You can use white papers to drive readers to specialized web pages and other digital content marketing tools. For example, let’s say your company sells products for cleaning building exteriors. You know that roughly one-quarter of prospects will be most concerned about how environmentally friendly products are, so you produce a white paper to explain your environmental advantages. Next, you create a special landing page on your website. The only place its URL appears is in the white paper. When readers click on the link, they’re taken to a special landing page focused on the importance of being environmentally responsible. Not only does the use of the landing page allow you to easily tailor a sales message, but it lets you count how many readers went to the website — and sometimes even who they are.

Social media channels

Many businesses that use social media find it challenging to generate relevant and interesting content to post. Your white paper is filled with relevant content you can use to support lead generation or other strategies to generate leads. Whether that involves posting its availability on Facebook or Instagram, tweeting key facts, or repurposing parts of the content as LinkedIn posts, social media gives you many ways to present your white paper to interested audiences.

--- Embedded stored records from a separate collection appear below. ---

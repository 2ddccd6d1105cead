//! Graph Export
//!
//! Consumers for the final relationship graph. Nodes are agent identities,
//! edges carry their relationship weight.

use std::fmt::Write as _;
use std::fs;
use std::path::{Path, PathBuf};

use rewire_events::GraphSnapshot;

use super::OutputError;

pub const GRAPH_JSON_FILE: &str = "graph.json";
pub const GRAPH_DOT_FILE: &str = "graph.dot";

/// Receives the final graph of a run.
pub trait GraphSink {
    fn write_graph(&mut self, snapshot: &GraphSnapshot) -> Result<(), OutputError>;
}

/// Collects snapshots in memory
impl GraphSink for Vec<GraphSnapshot> {
    fn write_graph(&mut self, snapshot: &GraphSnapshot) -> Result<(), OutputError> {
        self.push(snapshot.clone());
        Ok(())
    }
}

/// Writes the graph as pretty-printed JSON
#[derive(Debug, Clone)]
pub struct JsonGraphWriter {
    path: PathBuf,
}

impl JsonGraphWriter {
    pub fn new(path: impl Into<PathBuf>) -> Self {
        Self { path: path.into() }
    }

    pub fn path(&self) -> &Path {
        &self.path
    }
}

impl GraphSink for JsonGraphWriter {
    fn write_graph(&mut self, snapshot: &GraphSnapshot) -> Result<(), OutputError> {
        let json = serde_json::to_string_pretty(snapshot)?;
        write_file(&self.path, &json)
    }
}

/// Writes the graph in Graphviz DOT format, edge labels showing weights
#[derive(Debug, Clone)]
pub struct DotGraphWriter {
    path: PathBuf,
}

impl DotGraphWriter {
    pub fn new(path: impl Into<PathBuf>) -> Self {
        Self { path: path.into() }
    }

    pub fn path(&self) -> &Path {
        &self.path
    }
}

impl GraphSink for DotGraphWriter {
    fn write_graph(&mut self, snapshot: &GraphSnapshot) -> Result<(), OutputError> {
        write_file(&self.path, &render_dot(snapshot))
    }
}

/// Renders an undirected DOT graph
pub fn render_dot(snapshot: &GraphSnapshot) -> String {
    let mut out = String::new();
    // Writing to a String cannot fail
    let _ = writeln!(out, "graph relationships {{");
    let _ = writeln!(out, "  label=\"round {}\";", snapshot.round);
    let _ = writeln!(out, "  node [style=filled, fillcolor=skyblue];");
    for node in &snapshot.nodes {
        let _ = writeln!(out, "  \"{}\";", node);
    }
    for edge in &snapshot.edges {
        let _ = writeln!(
            out,
            "  \"{}\" -- \"{}\" [label=\"{}\", weight={}];",
            edge.source,
            edge.target,
            edge.weight,
            edge.weight.max(0)
        );
    }
    out.push_str("}\n");
    out
}

fn write_file(path: &Path, contents: &str) -> Result<(), OutputError> {
    if let Some(parent) = path.parent() {
        if !parent.as_os_str().is_empty() {
            fs::create_dir_all(parent)?;
        }
    }
    fs::write(path, contents)?;
    Ok(())
}
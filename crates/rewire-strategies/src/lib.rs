//! Strategy library for the rewiring simulation.
//!
//! Strategies are the pluggable decision logic bound to population slots.
//! The engine never inspects how a strategy decides; it only instantiates
//! fresh copies, labels them, and hands pairs of them to a [`Match`].
//!
//! # Modules
//!
//! - [`strategies`]: built-in iterated prisoner's dilemma strategies
//! - [`registry`]: name-based lookup and the default random-assignment pool
//! - [`game`]: payoff matrix and the match runner

pub mod game;
pub mod registry;
pub mod strategies;

use rand::rngs::SmallRng;
use std::fmt;

use rewire_events::{History, Move};

pub use game::{Game, Match};
pub use registry::{create, default_pool, default_pool_names, names, StrategyError};

/// Capability contract for a population member's decision logic.
pub trait Strategy: fmt::Debug + Send + Sync {
    /// Label identifying the strategy type, e.g. `"TitForTat"`
    fn name(&self) -> &'static str;

    /// Chooses the next move given both sides' history in the current match.
    fn decide(&mut self, own: &History, opponent: &History, rng: &mut SmallRng) -> Move;

    /// A new instance of the same strategy type with no match state.
    fn clone_fresh(&self) -> Box<dyn Strategy>;
}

For business-related topics, LinkedIn posts are most effective. You can post the paper on your company page and encourage your team to share its availability on their own pages. If you belong to any LinkedIn groups, you can post a link to the paper there. And LinkedIn’s article function allows you to take parts of your white paper and present them as articles for your network to see.

Videos

White papers and videos are powerful strategic partners, with each offering opportunities for supporting and strengthening the other. For example, you can use videos to build traffic to your website. You can include links in your white paper that bring readers to videos providing additional insight on key elements of the topic. Most social media platforms are becoming video-driven. Some people even turn a press release into a video. A particularly effective approach is creating brief video clips of the subject matter experts who provided information for your white paper . They can explain key y concepts. For example, suppose production engineer Jill Jones helped you understand what makes cross-cutting better than spiral-cutting. Putting Jill on camera to share a similar explanation will catch viewers’ eyes and plant the idea that smart and personable people are behind your products. Because people are more likely to do business with people they like, this can pave the way for more sales.

Sales sheet

White papers can help you build your sales funnel, too. If you’re selling a product or service that requires a lot of education, a white paper can be a great way to provide that education.

When you repurpose your white paper into a sales sheet that’s essentially a one page summary, you have a handy content repurposing tool that will help your sales team convince potential customers of the key data points related to your offering.

Press release

A white paper can serve as was you announce key news, or it can form the basis for a traditional press release. You can also issue a press release about the white paper’s availability.

Infographic

Another interesting way to repurpose your white paper, if it lends itself to graphics, is to develop an infographic version that immediately tells your story.

Training materials

Finally, if you have a product or service that requires training, a white paper can be a great tool to support your training efforts. You can take the main points from the white paper and use them to develop a step-by-step guide or tutorial.